== Data ==

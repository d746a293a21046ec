//! A timed trading session on a single prompt.
//!
//! Each session has one prompt and an unlimited number of rounds within
//! [`SESSION_DURATION`]. The session keeps the game log: bid and ask
//! history, the change in position and cash from each round, and their
//! running totals.

use std::time::Duration;

use derive_getters::Getters;
use serde::{Deserialize, Serialize};
use tracing::{info, instrument};

use crate::{Counterparty, Difficulty, Quote, Score, resolve_round};

/// Wall-clock length of a session.
pub const SESSION_DURATION: Duration = Duration::from_secs(90);

/// One row of the game log.
#[derive(Debug, Clone, Copy, PartialEq, Serialize, Deserialize, Getters)]
pub struct LogEntry {
    bid: f64,
    ask: f64,
    change_position: i64,
    net_position: i64,
    change_cash: f64,
    net_cash: f64,
}

impl LogEntry {
    /// Formats a change with an explicit sign, `+` included for zero.
    pub fn signed<T: std::fmt::Display + PartialOrd + Default>(value: T) -> String {
        if value < T::default() {
            format!("{value}")
        } else {
            format!("+{value}")
        }
    }
}

/// Session state for one prompt.
///
/// Difficulty belongs to the player's game rather than to a single prompt,
/// so [`TradingSession::restart`] keeps it.
#[derive(Debug, Clone, Serialize, Deserialize, Getters)]
pub struct TradingSession {
    answer: f64,
    difficulty: Difficulty,
    net_position: i64,
    net_cash: f64,
    traded: bool,
    log: Vec<LogEntry>,
}

impl TradingSession {
    /// Starts a session at the initial difficulty.
    #[instrument]
    pub fn new(answer: f64) -> Self {
        Self::with_difficulty(answer, Difficulty::default())
    }

    /// Starts a session at a given difficulty.
    pub fn with_difficulty(answer: f64, difficulty: Difficulty) -> Self {
        Self {
            answer,
            difficulty,
            net_position: 0,
            net_cash: 0.0,
            traded: false,
            log: Vec::new(),
        }
    }

    /// Plays one round and appends it to the log.
    #[instrument(skip(self, counterparty), fields(answer = self.answer))]
    pub fn submit<C: Counterparty + ?Sized>(
        &mut self,
        quote: Quote,
        counterparty: &mut C,
    ) -> LogEntry {
        let outcome = resolve_round(self.answer, &mut self.difficulty, quote, counterparty);
        let trade = outcome.trade();

        self.net_position += trade.change_position();
        self.net_cash += trade.change_cash();
        self.traded |= trade.is_trade();

        let entry = LogEntry {
            bid: *quote.bid(),
            ask: *quote.ask(),
            change_position: trade.change_position(),
            net_position: self.net_position,
            change_cash: trade.change_cash(),
            net_cash: self.net_cash,
        };
        self.log.push(entry);
        entry
    }

    /// Scores the session as it stands.
    #[instrument(skip(self), fields(rounds = self.log.len()))]
    pub fn conclude(&self) -> Score {
        let score = Score::compute(self.answer, self.net_position, self.net_cash, self.traded);
        info!(
            profit = score.profit(),
            bonus = score.bonus(),
            net_position = self.net_position,
            net_cash = self.net_cash,
            "Session concluded"
        );
        score
    }

    /// Starts over on a new prompt, keeping the current difficulty.
    #[instrument(skip(self))]
    pub fn restart(&mut self, answer: f64) {
        *self = Self::with_difficulty(answer, self.difficulty);
    }
}

#[cfg(test)]
mod tests {
    use super::*;
    use crate::FixedValuation;

    #[test]
    fn signed_formats_changes() {
        assert_eq!(LogEntry::signed(-1i64), "-1");
        assert_eq!(LogEntry::signed(0i64), "+0");
        assert_eq!(LogEntry::signed(110.5), "+110.5");
    }

    #[test]
    fn log_tracks_running_totals() {
        let mut session = TradingSession::new(100.0);
        session.submit(Quote::new(90.0, 110.0).unwrap(), &mut FixedValuation::new(120.0));
        let second = session.submit(Quote::new(95.0, 130.0).unwrap(), &mut FixedValuation::new(90.0));

        assert_eq!(*second.change_position(), 1);
        assert_eq!(*second.net_position(), 0);
        assert_eq!(*second.net_cash(), 15.0);
        assert_eq!(session.log().len(), 2);
        assert!(*session.traded());
    }

    #[test]
    fn restart_keeps_difficulty() {
        let mut session = TradingSession::new(100.0);
        session.submit(Quote::new(0.0, 150.0).unwrap(), &mut FixedValuation::new(200.0));
        let tightened = *session.difficulty();
        assert!(tightened.value() < Difficulty::default().value());

        session.restart(328_200_000.0);
        assert_eq!(*session.difficulty(), tightened);
        assert_eq!(*session.net_position(), 0);
        assert_eq!(*session.net_cash(), 0.0);
        assert!(!*session.traded());
        assert!(session.log().is_empty());
        assert_eq!(*session.answer(), 328_200_000.0);
    }
}
//! Request and acknowledgement bodies.

use serde::{Deserialize, Serialize};

/// `POST /players`.
#[derive(Debug, Clone, Serialize, Deserialize)]
pub struct SignUpRequest {
    /// Desired username.
    pub username: String,
    /// Plain-text password; only its salted digest is stored.
    pub password: String,
}

/// `POST /players/{username}`.
#[derive(Debug, Clone, Serialize, Deserialize)]
pub struct LoginRequest {
    /// Password attempt.
    pub password: String,
}

/// `POST /prompts`.
#[derive(Debug, Clone, Serialize, Deserialize)]
pub struct AddPromptRequest {
    /// Username of the contributor.
    pub contributor: String,
    /// Question text.
    pub question: String,
    /// True numeric answer.
    pub answer: f64,
}

/// `GET /leaderboard?num=N`. Kept as text so a bad value gets a JSON error.
#[derive(Debug, Clone, Default, Serialize, Deserialize)]
pub struct LeaderboardQuery {
    /// How many players to rank.
    pub num: Option<String>,
}

/// `{"success": true}` acknowledgement.
#[derive(Debug, Clone, Copy, PartialEq, Serialize, Deserialize)]
pub struct Success {
    /// Always true.
    pub success: bool,
}

impl Success {
    /// The acknowledgement.
    pub const OK: Self = Self { success: true };
}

===

→ **What you have to do**
Would you reproduce all of the data exactly, without a single alteration?

→ **Result of this exercise**
repository d746a293a21046ec
//! A timed trading session on a single prompt.
//!
//! Each session has one prompt and an unlimited number of rounds within
//! [`SESSION_DURATION`]. The session keeps the game log: bid and ask
//! history, the change in position and cash from each round, and their
//! running totals.

use std::time::Duration;

use derive_getters::Getters;
use serde::{Deserialize, Serialize};
use tracing::{info, instrument};

use crate::{Counterparty, Difficulty, Quote, Score, resolve_round};

/// Wall-clock length of a session.
pub const SESSION_DURATION: Duration = Duration::from_secs(90);

/// One row of the game log.
#[derive(Debug, Clone, Copy, PartialEq, Serialize, Deserialize, Getters)]
pub struct LogEntry {
    bid: f64,
    ask: f64,
    change_position: i64,
    net_position: i64,
    change_cash: f64,
    net_cash: f64,
}

impl LogEntry {
    /// Formats a change with an explicit sign, `+` included for zero.
    pub fn signed<T: std::fmt::Display + PartialOrd + Default>(value: T) -> String {
        if value < T::default() {
            format!("{value}")
        } else {
            format!("+{value}")
        }
    }
}

/// Session state for one prompt.
///
/// Difficulty belongs to the player's game rather than to a single prompt,
/// so [`TradingSession::restart`] keeps it.
#[derive(Debug, Clone, Serialize, Deserialize, Getters)]
pub struct TradingSession {
    answer: f64,
    difficulty: Difficulty,
    net_position: i64,
    net_cash: f64,
    traded: bool,
    log: Vec<LogEntry>,
}

impl TradingSession {
    /// Starts a session at the initial difficulty.
    #[instrument]
    pub fn new(answer: f64) -> Self {
        Self::with_difficulty(answer, Difficulty::default())
    }

    /// Starts a session at a given difficulty.
    pub fn with_difficulty(answer: f64, difficulty: Difficulty) -> Self {
        Self {
            answer,
            difficulty,
            net_position: 0,
            net_cash: 0.0,
            traded: false,
            log: Vec::new(),
        }
    }

    /// Plays one round and appends it to the log.
    #[instrument(skip(self, counterparty), fields(answer = self.answer))]
    pub fn submit<C: Counterparty + ?Sized>(
        &mut self,
        quote: Quote,
        counterparty: &mut C,
    ) -> LogEntry {
        let outcome = resolve_round(self.answer, &mut self.difficulty, quote, counterparty);
        let trade = outcome.trade();

        self.net_position += trade.change_position();
        self.net_cash += trade.change_cash();
        self.traded |= trade.is_trade();

        let entry = LogEntry {
            bid: *quote.bid(),
            ask: *quote.ask(),
            change_position: trade.change_position(),
            net_position: self.net_position,
            change_cash: trade.change_cash(),
            net_cash: self.net_cash,
        };
        self.log.push(entry);
        entry
    }

    /// Scores the session as it stands.
    #[instrument(skip(self), fields(rounds = self.log.len()))]
    pub fn conclude(&self) -> Score {
        let score = Score::compute(self.answer, self.net_position, self.net_cash, self.traded);
        info!(
            profit = score.profit(),
            bonus = score.bonus(),
            net_position = self.net_position,
            net_cash = self.net_cash,
            "Session concluded"
        );
        score
    }

    /// Starts over on a new prompt, keeping the current difficulty.
    #[instrument(skip(self))]
    pub fn restart(&mut self, answer: f64) {
        *self = Self::with_difficulty(answer, self.difficulty);
    }
}

#[cfg(test)]
mod tests {
    use super::*;
    use crate::FixedValuation;

    #[test]
    fn signed_formats_changes() {
        assert_eq!(LogEntry::signed(-1i64), "-1");
        assert_eq!(LogEntry::signed(0i64), "+0");
        assert_eq!(LogEntry::signed(110.5), "+110.5");
    }

    #[test]
    fn log_tracks_running_totals() {
        let mut session = TradingSession::new(100.0);
        session.submit(Quote::new(90.0, 110.0).unwrap(), &mut FixedValuation::new(120.0));
        let second = session.submit(Quote::new(95.0, 130.0).unwrap(), &mut FixedValuation::new(90.0));

        assert_eq!(*second.change_position(), 1);
        assert_eq!(*second.net_position(), 0);
        assert_eq!(*second.net_cash(), 15.0);
        assert_eq!(session.log().len(), 2);
        assert!(*session.traded());
    }

    #[test]
    fn restart_keeps_difficulty() {
        let mut session = TradingSession::new(100.0);
        session.submit(Quote::new(0.0, 150.0).unwrap(), &mut FixedValuation::new(200.0));
        let tightened = *session.difficulty();
        assert!(tightened.value() < Difficulty::default().value());

        session.restart(328_200_000.0);
        assert_eq!(*session.difficulty(), tightened);
        assert_eq!(*session.net_position(), 0);
        assert_eq!(*session.net_cash(), 0.0);
        assert!(!*session.traded());
        assert!(session.log().is_empty());
        assert_eq!(*session.answer(), 328_200_000.0);
    }
}
//! Request and acknowledgement bodies.

use serde::{Deserialize, Serialize};

/// `POST /players`.
#[derive(Debug, Clone, Serialize, Deserialize)]
pub struct SignUpRequest {
    /// Desired username.
    pub username: String,
    /// Plain-text password; only its salted digest is stored.
    pub password: String,
}

/// `POST /players/{username}`.
#[derive(Debug, Clone, Serialize, Deserialize)]
pub struct LoginRequest {
    /// Password attempt.
    pub password: String,
}

/// `POST /prompts`.
#[derive(Debug, Clone, Serialize, Deserialize)]
pub struct AddPromptRequest {
    /// Username of the contributor.
    pub contributor: String,
    /// Question text.
    pub question: String,
    /// True numeric answer.
    pub answer: f64,
}

/// `GET /leaderboard?num=N`. Kept as text so a bad value gets a JSON error.
#[derive(Debug, Clone, Default, Serialize, Deserialize)]
pub struct LeaderboardQuery {
    /// How many players to rank.
    pub num: Option<String>,
}

/// `{"success": true}` acknowledgement.
#[derive(Debug, Clone, Copy, PartialEq, Serialize, Deserialize)]
pub struct Success {
    /// Always true.
    pub success: bool,
}

impl Success {
    /// The acknowledgement.
    pub const OK: Self = Self { success: true };
}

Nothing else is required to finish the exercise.